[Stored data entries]

use axum::{Json, Router, extract::State, http::StatusCode, routing::get};
use chrono::{DateTime, Utc};
use core_config::AppInfo;
use futures::future::join_all;
use serde::{Deserialize, Serialize};
use serde_json::{Map, Value, json};
use std::future::Future;
use std::pin::Pin;

/// Liveness body
#[derive(Debug, Serialize, Deserialize)]
pub struct HealthResponse {
    pub status: String,
    pub name: String,
    pub version: String,
    pub timestamp: DateTime<Utc>,
}

/// A boxed readiness probe with a string error
pub type HealthCheckFuture<'a> = Pin<Box<dyn Future<Output = Result<(), String>> + Send + 'a>>;

/// Run named probes concurrently.
///
/// The body is `{"status": "ready" | "not ready", <name>: "connected" | "disconnected", ...}`,
/// returned as `Err` with 503 when any probe fails.
///
/// ```ignore
/// let checks: Vec<(&str, HealthCheckFuture)> = vec![(
///     "database",
///     Box::pin(async { check_health(&db).await.map_err(|e| e.to_string()) }),
/// )];
/// run_health_checks(checks).await
/// ```
pub async fn run_health_checks(
    checks: Vec<(&str, HealthCheckFuture<'_>)>,
) -> Result<(StatusCode, Json<Value>), (StatusCode, Json<Value>)> {
    let (names, probes): (Vec<_>, Vec<_>) = checks.into_iter().unzip();
    let results = join_all(probes).await;

    let mut body = Map::new();
    let mut all_healthy = true;

    for (name, result) in names.into_iter().zip(results) {
        let state = match result {
            Ok(()) => "connected",
            Err(e) => {
                tracing::error!(check = name, error = %e, "Readiness check failed");
                all_healthy = false;
                "disconnected"
            }
        };
        body.insert(name.to_string(), json!(state));
    }

    body.insert(
        "status".to_string(),
        json!(if all_healthy { "ready" } else { "not ready" }),
    );

    if all_healthy {
        Ok((StatusCode::OK, Json(Value::Object(body))))
    } else {
        Err((StatusCode::SERVICE_UNAVAILABLE, Json(Value::Object(body))))
    }
}

async fn health_handler(State(app): State<AppInfo>) -> Json<HealthResponse> {
    Json(HealthResponse {
        status: "healthy".to_string(),
        name: app.name.to_string(),
        version: app.version.to_string(),
        timestamp: Utc::now(),
    })
}

/// `GET /health`, always 200 while the process is serving
pub fn health_router(app_info: AppInfo) -> Router {
    Router::new()
        .route("/health", get(health_handler))
        .with_state(app_info)
}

_Try it_
The records above are to be copied out exactly, line for line.

_Solution_
use axum::{Json, Router, extract::State, http::StatusCode, routing::get};
use chrono::{DateTime, Utc};
use core_config::AppInfo;
use futures::future::join_all;
use serde::{Deserialize, Serialize};
use serde_json::{Map, Value, json};
use std::future::Future;
use std::pin::Pin;

/// Liveness body
#[derive(Debug, Serialize, Deserialize)]
pub struct HealthResponse {
    pub status: String,
    pub name: String,
    pub version: String,
    pub timestamp: DateTime<Utc>,
}

/// A boxed readiness probe with a string error
pub type HealthCheckFuture<'a> = Pin<Box<dyn Future<Output = Result<(), String>> + Send + 'a>>;

/// Run named probes concurrently.
///
/// The body is `{"status": "ready" | "not ready", <name>: "connected" | "disconnected", ...}`,
/// returned as `Err` with 503 when any probe fails.
///
/// ```ignore
/// let checks: Vec<(&str, HealthCheckFuture)> = vec![(
///     "database",
///     Box::pin(async { check_health(&db).await.map_err(|e| e.to_string()) }),
/// )];
/// run_health_checks(checks).await
/// ```
pub async fn run_health_checks(
    checks: Vec<(&str, HealthCheckFuture<'_>)>,
) -> Result<(StatusCode, Json<Value>), (StatusCode, Json<Value>)> {
    let (names, probes): (Vec<_>, Vec<_>) = checks.into_iter().unzip();
    let results = join_all(probes).await;

    let mut body = Map::new();
    let mut all_healthy = true;

    for (name, result) in names.into_iter().zip(results) {
        let state = match result {
            Ok(()) => "connected",
            Err(e) => {
                tracing::error!(check = name, error = %e, "Readiness check failed");
                all_healthy = false;
                "disconnected"
            }
        };
        body.insert(name.to_string(), json!(state));
    }

    body.insert(
        "status".to_string(),
        json!(if all_healthy { "ready" } else { "not ready" }),
    );

    if all_healthy {
        Ok((StatusCode::OK, Json(Value::Object(body))))
    } else {
        Err((StatusCode::SERVICE_UNAVAILABLE, Json(Value::Object(body))))
    }
}

async fn health_handler(State(app): State<AppInfo>) -> Json<HealthResponse> {
    Json(HealthResponse {
        status: "healthy".to_string(),
        name: app.name.to_string(),
        version: app.version.to_string(),
        timestamp: Utc::now(),
    })
}

/// `GET /health`, always 200 while the process is serving
pub fn health_router(app_info: AppInfo) -> Router {
    Router::new()
        .route("/health", get(health_handler))
        .with_state(app_info)
}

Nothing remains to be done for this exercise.